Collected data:

┏━━

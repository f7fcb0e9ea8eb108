//! Elevate Stats
//!
//! Activity statistics from a CSV export of the Elevate web extension.
//!
//! This library provides:
//! - `parser`: CSV rows to typed `Activity` records
//! - `aggregate`: year/type indices and the year-by-type totals tables
//! - `ranking`: top-N leaderboards, all-time and per year
//! - `report` / `html`: report assembly and HTML rendering
//! - `pipeline`: file-level entry points used by the CLI
//!
//! Binaries:
//! - `elevate-stats`: writes the stats page for one export

pub mod activity;
pub mod aggregate;
pub mod error;
pub mod html;
pub mod parser;
pub mod pipeline;
pub mod ranking;
pub mod report;

pub use activity::{Activity, ActivityType, ActivityTypeGroup, Measure};
pub use error::{MalformedRecordError, StatsError};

┗━━

Your task:
Write out exactly the lines that run from the one containing "year-by-type totals tables" to the end of the records, both end lines included.

Solution:
//! - `aggregate`: year/type indices and the year-by-type totals tables
//! - `ranking`: top-N leaderboards, all-time and per year
//! - `report` / `html`: report assembly and HTML rendering
//! - `pipeline`: file-level entry points used by the CLI
//!
//! Binaries:
//! - `elevate-stats`: writes the stats page for one export

pub mod activity;
pub mod aggregate;
pub mod error;
pub mod html;
pub mod parser;
pub mod pipeline;
pub mod ranking;
pub mod report;

pub use activity::{Activity, ActivityType, ActivityTypeGroup, Measure};
pub use error::{MalformedRecordError, StatsError};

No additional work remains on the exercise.